In summary, the contracts of suretyship entered into by K.H. Hemady in favor of Luzon Surety, not being rendered
intransmissible due to the nature of the undertaking, nor by the stipulations of the contracts themselves, nor by
provision of law—his eventual liability necessarily passed upon his death to his heirs. The Luzon Surety, therefore,
had the right to file against the estate a contingent claim for reimbursement.

DISPOSITION:
WHEREFORE, the order appealed from is REVERSED, and the records are ordered REMANDED to the court of
origin, with instructions to proceed in accordance with law. Costs against Estate of K.H. Hemady.
NOTES:
RULES OF COURT; NO EFFECT. The binding effect of contracts upon the heirs is not altered by the provision in
Rule 89 of the Rules of Court stating that money debts of a deceased must be liquidated & paid from his estate
before the residue is distributed among the heirs. The reason is that whatever payment is made from the estate is
ultimately a payment by the heirs & distributes since the amount of the paid claim in fact diminishes/reduces the
shares that the heirs would have been entitled to receive.

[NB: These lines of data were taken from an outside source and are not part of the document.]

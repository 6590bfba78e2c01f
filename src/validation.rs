//! Geometric sanity checks on a stack of slices.
//!
//! Each check can be switched off through [`ValidationSettings`], which is
//! passed down explicitly by the caller.

use crate::dicom_tags;
use crate::error::{ConversionError, Result};
use crate::slice::DicomSlice;

use nalgebra::Vector3;
use tracing::debug;

/// Which checks to enforce. All are enabled by default.
#[derive(Clone, Copy, Debug, PartialEq, Eq)]
pub struct ValidationSettings {
    pub slice_count: bool,
    pub orientation: bool,
    pub orthogonal: bool,
    pub slice_increment: bool,
    pub multiframe_implicit: bool,
}

impl Default for ValidationSettings {
    fn default() -> Self {
        Self {
            slice_count: true,
            orientation: true,
            orthogonal: true,
            slice_increment: true,
            multiframe_implicit: true,
        }
    }
}

impl ValidationSettings {
    /// Every check disabled.
    pub fn none() -> Self {
        Self {
            slice_count: false,
            orientation: false,
            orthogonal: false,
            slice_increment: false,
            multiframe_implicit: false,
        }
    }

    pub fn with_slice_count(mut self, enabled: bool) -> Self {
        self.slice_count = enabled;
        self
    }

    pub fn with_orientation(mut self, enabled: bool) -> Self {
        self.orientation = enabled;
        self
    }

    pub fn with_orthogonal(mut self, enabled: bool) -> Self {
        self.orthogonal = enabled;
        self
    }

    pub fn with_slice_increment(mut self, enabled: bool) -> Self {
        self.slice_increment = enabled;
        self
    }

    pub fn with_multiframe_implicit(mut self, enabled: bool) -> Self {
        self.multiframe_implicit = enabled;
        self
    }
}

const ORIENTATION_TOLERANCE: f64 = 0.001;
const GEOMETRY_TOLERANCE: f64 = 0.05;
pub const MIN_SLICES: usize = 4;

/// Element-wise `|a - b| <= atol + rtol * |b|`.
pub fn all_close(a: &Vector3<f64>, b: &Vector3<f64>, rtol: f64, atol: f64) -> bool {
    a.iter()
        .zip(b.iter())
        .all(|(x, y)| (x - y).abs() <= atol + rtol * y.abs())
}

/// Run every enabled check on one spatial stack.
pub fn validate_volume(slices: &[&DicomSlice], settings: &ValidationSettings) -> Result<()> {
    if settings.slice_count {
        validate_slice_count(slices)?;
    }
    if settings.orientation {
        validate_orientation(slices)?;
    }
    if settings.orthogonal {
        validate_orthogonal(slices)?;
    }
    if settings.slice_increment {
        validate_slice_increment(slices)?;
    }
    Ok(())
}

pub fn validate_slice_count(slices: &[&DicomSlice]) -> Result<()> {
    if slices.len() < MIN_SLICES {
        return Err(ConversionError::TooFewSlices(slices.len()));
    }
    Ok(())
}

pub fn validate_orientation(slices: &[&DicomSlice]) -> Result<()> {
    let Some(first) = slices.first() else {
        return Ok(());
    };
    let (first_row, first_col) = first.require_orientation()?;
    for slice in slices {
        let (row, col) = slice.require_orientation()?;
        if !all_close(&row, &first_row, ORIENTATION_TOLERANCE, ORIENTATION_TOLERANCE)
            || !all_close(&col, &first_col, ORIENTATION_TOLERANCE, ORIENTATION_TOLERANCE)
        {
            debug!(?row, ?col, ?first_row, ?first_col, "orientation mismatch");
            return Err(ConversionError::OrientationInconsistent);
        }
    }
    Ok(())
}

/// The slice normal must be parallel to the first to last slice direction.
pub fn validate_orthogonal(slices: &[&DicomSlice]) -> Result<()> {
    let (Some(first), Some(last)) = (slices.first(), slices.last()) else {
        return Ok(());
    };
    if slices.len() < 2 {
        return Ok(());
    }
    let (row, col) = first.require_orientation()?;
    let normal = row.cross(&col).normalize();
    let combined = last.require_position()? - first.require_position()?;
    if combined.norm() == 0.0 {
        return Err(ConversionError::NotAVolume(
            "first and last slice share the same position".to_string(),
        ));
    }
    let combined = combined.normalize();
    if !all_close(&normal, &combined, GEOMETRY_TOLERANCE, GEOMETRY_TOLERANCE)
        && !all_close(&normal, &-combined, GEOMETRY_TOLERANCE, GEOMETRY_TOLERANCE)
    {
        debug!(?normal, ?combined, "orthogonality check failed");
        return Err(ConversionError::NonCubicalImage);
    }
    Ok(())
}

/// Consecutive positions must step by the same vector.
pub fn validate_slice_increment(slices: &[&DicomSlice]) -> Result<()> {
    if slices.len() < 3 {
        return Ok(());
    }
    let positions = slices
        .iter()
        .map(|s| s.require_position())
        .collect::<Result<Vec<_>>>()?;
    let baseline = positions[1] - positions[0];
    for pair in positions.windows(2).skip(1) {
        let increment = pair[1] - pair[0];
        if !all_close(&increment, &baseline, GEOMETRY_TOLERANCE, GEOMETRY_TOLERANCE) {
            debug!(?increment, ?baseline, "slice increment mismatch");
            return Err(ConversionError::SliceIncrementInconsistent);
        }
    }
    Ok(())
}

/// Enhanced objects written with implicit VR lose the types of their private tags.
pub fn validate_multiframe_explicit_vr(slice: &DicomSlice, settings: &ValidationSettings) -> Result<()> {
    if settings.multiframe_implicit
        && slice.transfer_syntax() == dicom_tags::IMPLICIT_VR_LITTLE_ENDIAN
    {
        return Err(ConversionError::ImplicitVrEnhancedDicom);
    }
    Ok(())
}
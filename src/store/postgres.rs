//! PostgreSQL store backed by a `sqlx` pool. Every unit of work is one
//! database transaction; a dropped, uncommitted transaction is rolled back
//! by sqlx.

use async_trait::async_trait;
use chrono::{DateTime, Utc};
use sqlx::postgres::PgPoolOptions;
use sqlx::{PgPool, Postgres, Transaction};
use uuid::Uuid;

use crate::configuration::DatabaseSettings;
use crate::error::{AppError, DatabaseError};
use crate::models::{AccessToken, Post, RefreshToken, User};

use super::{Store, UnitOfWork};

#[derive(Clone)]
pub struct PgStore {
    pool: PgPool,
}

impl PgStore {
    pub fn new(pool: PgPool) -> Self {
        Self { pool }
    }

    pub fn pool(&self) -> &PgPool {
        &self.pool
    }

    /// Connect and apply the bundled migrations
    pub async fn connect(settings: &DatabaseSettings) -> Result<Self, AppError> {
        let pool = PgPoolOptions::new()
            .max_connections(settings.max_connections)
            .connect(&settings.connection_string())
            .await?;

        sqlx::migrate!("./migrations")
            .run(&pool)
            .await
            .map_err(|e| AppError::Database(DatabaseError::UnexpectedError(e.to_string())))?;

        tracing::info!("Database migrations applied");
        Ok(Self::new(pool))
    }
}

#[async_trait]
impl Store for PgStore {
    async fn begin(&self) -> Result<Box<dyn UnitOfWork>, AppError> {
        let tx = self.pool.begin().await?;
        Ok(Box::new(PgUnitOfWork { tx }))
    }
}

pub struct PgUnitOfWork {
    tx: Transaction<'static, Postgres>,
}

const USER_COLUMNS: &str = "id, name, email, password_hash, created_at, updated_at, deleted_at";
const POST_COLUMNS: &str = "id, user_id, title, content, created_at, updated_at, deleted_at";

#[async_trait]
impl UnitOfWork for PgUnitOfWork {
    async fn find_active_user_by_email(&mut self, email: &str) -> Result<Option<User>, AppError> {
        let user = sqlx::query_as::<_, User>(&format!(
            "SELECT {} FROM users WHERE lower(email) = lower($1) AND deleted_at IS NULL",
            USER_COLUMNS
        ))
        .bind(email)
        .fetch_optional(&mut *self.tx)
        .await?;
        Ok(user)
    }

    async fn find_active_user_by_id(&mut self, id: Uuid) -> Result<Option<User>, AppError> {
        let user = sqlx::query_as::<_, User>(&format!(
            "SELECT {} FROM users WHERE id = $1 AND deleted_at IS NULL",
            USER_COLUMNS
        ))
        .bind(id)
        .fetch_optional(&mut *self.tx)
        .await?;
        Ok(user)
    }

    async fn insert_user(&mut self, user: &User) -> Result<(), AppError> {
        sqlx::query(
            r#"
            INSERT INTO users (id, name, email, password_hash, created_at)
            VALUES ($1, $2, $3, $4, $5)
            "#,
        )
        .bind(user.id)
        .bind(&user.name)
        .bind(&user.email)
        .bind(&user.password_hash)
        .bind(user.created_at)
        .execute(&mut *self.tx)
        .await?;
        Ok(())
    }

    async fn insert_refresh_token(&mut self, token: &RefreshToken) -> Result<(), AppError> {
        sqlx::query(
            r#"
            INSERT INTO refresh_tokens
                (id, user_id, token_hash, created_at, expired_at, revoked_at)
            VALUES ($1, $2, $3, $4, $5, $6)
            "#,
        )
        .bind(token.id)
        .bind(token.user_id)
        .bind(&token.token_hash)
        .bind(token.created_at)
        .bind(token.expired_at)
        .bind(token.revoked_at)
        .execute(&mut *self.tx)
        .await?;
        Ok(())
    }

    async fn find_active_refresh_token(
        &mut self,
        token_hash: &str,
        now: DateTime<Utc>,
    ) -> Result<Option<RefreshToken>, AppError> {
        let token = sqlx::query_as::<_, RefreshToken>(
            r#"
            SELECT id, user_id, token_hash, created_at, expired_at, revoked_at
            FROM refresh_tokens
            WHERE token_hash = $1 AND expired_at > $2 AND revoked_at IS NULL
            "#,
        )
        .bind(token_hash)
        .bind(now)
        .fetch_optional(&mut *self.tx)
        .await?;
        Ok(token)
    }

    async fn insert_access_token(&mut self, token: &AccessToken) -> Result<(), AppError> {
        sqlx::query(
            r#"
            INSERT INTO access_tokens
                (id, user_id, refresh_token_id, token_hash, created_at, expired_at, revoked_at)
            VALUES ($1, $2, $3, $4, $5, $6, $7)
            "#,
        )
        .bind(token.id)
        .bind(token.user_id)
        .bind(token.refresh_token_id)
        .bind(&token.token_hash)
        .bind(token.created_at)
        .bind(token.expired_at)
        .bind(token.revoked_at)
        .execute(&mut *self.tx)
        .await?;
        Ok(())
    }

    async fn active_access_token_exists(
        &mut self,
        token_hash: &str,
        now: DateTime<Utc>,
    ) -> Result<bool, AppError> {
        let exists = sqlx::query_scalar::<_, bool>(
            r#"
            SELECT EXISTS (
                SELECT 1 FROM access_tokens
                WHERE token_hash = $1 AND expired_at > $2 AND revoked_at IS NULL
            )
            "#,
        )
        .bind(token_hash)
        .bind(now)
        .fetch_one(&mut *self.tx)
        .await?;
        Ok(exists)
    }

    async fn insert_post(&mut self, post: &Post) -> Result<(), AppError> {
        sqlx::query(
            r#"
            INSERT INTO posts (id, user_id, title, content, created_at)
            VALUES ($1, $2, $3, $4, $5)
            "#,
        )
        .bind(post.id)
        .bind(post.user_id)
        .bind(&post.title)
        .bind(&post.content)
        .bind(post.created_at)
        .execute(&mut *self.tx)
        .await?;
        Ok(())
    }

    async fn update_post(
        &mut self,
        id: Uuid,
        title: &str,
        content: &str,
        now: DateTime<Utc>,
    ) -> Result<Option<Post>, AppError> {
        let post = sqlx::query_as::<_, Post>(&format!(
            r#"
            UPDATE posts SET title = $2, content = $3, updated_at = $4
            WHERE id = $1 AND deleted_at IS NULL
            RETURNING {}
            "#,
            POST_COLUMNS
        ))
        .bind(id)
        .bind(title)
        .bind(content)
        .bind(now)
        .fetch_optional(&mut *self.tx)
        .await?;
        Ok(post)
    }

    async fn soft_delete_post(&mut self, id: Uuid, now: DateTime<Utc>) -> Result<bool, AppError> {
        let result = sqlx::query(
            "UPDATE posts SET deleted_at = $2 WHERE id = $1 AND deleted_at IS NULL",
        )
        .bind(id)
        .bind(now)
        .execute(&mut *self.tx)
        .await?;
        Ok(result.rows_affected() > 0)
    }

    async fn find_post(&mut self, id: Uuid) -> Result<Option<Post>, AppError> {
        let post = sqlx::query_as::<_, Post>(&format!(
            "SELECT {} FROM posts WHERE id = $1 AND deleted_at IS NULL",
            POST_COLUMNS
        ))
        .bind(id)
        .fetch_optional(&mut *self.tx)
        .await?;
        Ok(post)
    }

    async fn list_posts(&mut self) -> Result<Vec<Post>, AppError> {
        let posts = sqlx::query_as::<_, Post>(&format!(
            "SELECT {} FROM posts WHERE deleted_at IS NULL ORDER BY created_at",
            POST_COLUMNS
        ))
        .fetch_all(&mut *self.tx)
        .await?;
        Ok(posts)
    }

    async fn commit(self: Box<Self>) -> Result<(), AppError> {
        self.tx.commit().await?;
        Ok(())
    }

    async fn rollback(self: Box<Self>) -> Result<(), AppError> {
        self.tx.rollback().await?;
        Ok(())
    }
}
/// Authentication gate
///
/// Runs on every request. A request without an `Authorization` header passes
/// through anonymously; a request with one must carry a bearer token whose
/// signature verifies and whose hash is recorded as active in the token store.
/// On success the caller's identity is attached to the request extensions.
/// Whether a route needs an identity is decided separately (`RequireLogin`).

use actix_web::{
    body::EitherBody,
    dev::{forward_ready, Service, ServiceRequest, ServiceResponse, Transform},
    http::header::AUTHORIZATION,
    Error, HttpMessage,
};
use futures::future::LocalBoxFuture;
use std::rc::Rc;
use std::sync::Arc;
use uuid::Uuid;

use crate::auth::{is_access_token_active, validate_access_token};
use crate::configuration::JwtSettings;
use crate::error::AppError;
use crate::store::Store;

/// Identity resolved from a verified access token
#[derive(Debug, Clone, Copy, PartialEq, Eq)]
pub struct AuthenticatedUser {
    pub user_id: Uuid,
}

/// Pull the token out of `Bearer <token>`
fn bearer_token(header: &str) -> Result<&str, AppError> {
    let (scheme, token) = header.split_once(' ').ok_or_else(AppError::unauthorized)?;
    let token = token.trim();

    if !scheme.eq_ignore_ascii_case("Bearer") || token.is_empty() {
        return Err(AppError::unauthorized());
    }
    Ok(token)
}

/// Resolve the identity behind an `Authorization` header value.
///
/// - no header: `Ok(None)`
/// - not `Bearer <token>`: `AuthError::Unauthorized`
/// - bad signature, or not active in the store: `AuthError::InvalidToken`
///
/// Opens a unit of work for the lookup and always rolls it back; nothing is
/// written.
pub async fn authenticate(
    header: Option<&str>,
    store: &dyn Store,
    jwt: &JwtSettings,
) -> Result<Option<AuthenticatedUser>, AppError> {
    let header = match header {
        Some(header) => header,
        None => return Ok(None),
    };

    let token = bearer_token(header)?;
    let claims = validate_access_token(token, jwt)?;
    let user_id = claims.user_id()?;

    let mut uow = store.begin().await?;
    let active = is_access_token_active(uow.as_mut(), token).await;
    if let Err(e) = uow.rollback().await {
        tracing::warn!(error = %e, "Failed to release read-only unit of work");
    }

    if !active? {
        tracing::warn!(user_id = %user_id, "Access token not active in store");
        return Err(AppError::invalid_token());
    }

    Ok(Some(AuthenticatedUser { user_id }))
}

/// Optional-authentication middleware wrapping the whole app
pub struct AuthGate {
    store: Arc<dyn Store>,
    jwt: JwtSettings,
}

impl AuthGate {
    pub fn new(store: Arc<dyn Store>, jwt: JwtSettings) -> Self {
        Self { store, jwt }
    }
}

impl<S, B> Transform<S, ServiceRequest> for AuthGate
where
    S: Service<ServiceRequest, Response = ServiceResponse<B>, Error = Error> + 'static,
    S::Future: 'static,
    B: 'static,
{
    type Response = ServiceResponse<EitherBody<B>>;
    type Error = Error;
    type InitError = ();
    type Transform = AuthGateService<S>;
    type Future = std::future::Ready<Result<Self::Transform, Self::InitError>>;

    fn new_transform(&self, service: S) -> Self::Future {
        std::future::ready(Ok(AuthGateService {
            service: Rc::new(service),
            store: Arc::clone(&self.store),
            jwt: self.jwt.clone(),
        }))
    }
}

pub struct AuthGateService<S> {
    service: Rc<S>,
    store: Arc<dyn Store>,
    jwt: JwtSettings,
}

impl<S, B> Service<ServiceRequest> for AuthGateService<S>
where
    S: Service<ServiceRequest, Response = ServiceResponse<B>, Error = Error> + 'static,
    S::Future: 'static,
    B: 'static,
{
    type Response = ServiceResponse<EitherBody<B>>;
    type Error = Error;
    type Future = LocalBoxFuture<'static, Result<Self::Response, Self::Error>>;

    forward_ready!(service);

    fn call(&self, req: ServiceRequest) -> Self::Future {
        let service = Rc::clone(&self.service);
        let store = Arc::clone(&self.store);
        let jwt = self.jwt.clone();

        Box::pin(async move {
            let header = req
                .headers()
                .get(AUTHORIZATION)
                .map(|value| value.to_str().map(str::to_owned))
                .transpose();

            // Rejections become responses here so outer middleware still
            // sees the request
            let header = match header {
                Ok(header) => header,
                Err(_) => {
                    let res = req.error_response(AppError::unauthorized());
                    return Ok(res.map_into_right_body());
                }
            };

            match authenticate(header.as_deref(), &*store, &jwt).await {
                Ok(Some(user)) => {
                    tracing::debug!(user_id = %user.user_id, "Request authenticated");
                    req.extensions_mut().insert(user);
                }
                Ok(None) => {}
                Err(err) => return Ok(req.error_response(err).map_into_right_body()),
            }

            service.call(req).await.map(ServiceResponse::map_into_left_body)
        })
    }
}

GASKELL RULING. The most common example of the contingent claim is that which arises when a person is bound
as surety/guarantor for a principal who is insolvent or dead. But until the surety has contributed something to the
payment of the debt or has performed the secured obligation in whole or in part, he has no right of action against
anybody and no claim that could be reduced to judgment. The Court ruled that if under the Gaskell ruling, Luzon
Surety as a guarantor could file a contingent claim against the estate of the principal debtors if the latter
should die, there is absolutely no reason why it could not file such a claim against the estate of Hemady
since Hemady is a solidary co-debtor of his principals. What Luzon Surety may claim from the estate of the
principal debtor it may equally claim from the estate of Hemady, since, in view of the existing solidarity, the estate of
Hemady does not even enjoy the benefit of exhaustion of the assets of the principal debtor.

REMEDIES OF THE ESTATE. The ruling is without prejudice to the remedies of the administratix against the
principal debtors under Articles 2071 and 2067 of the Civil Code.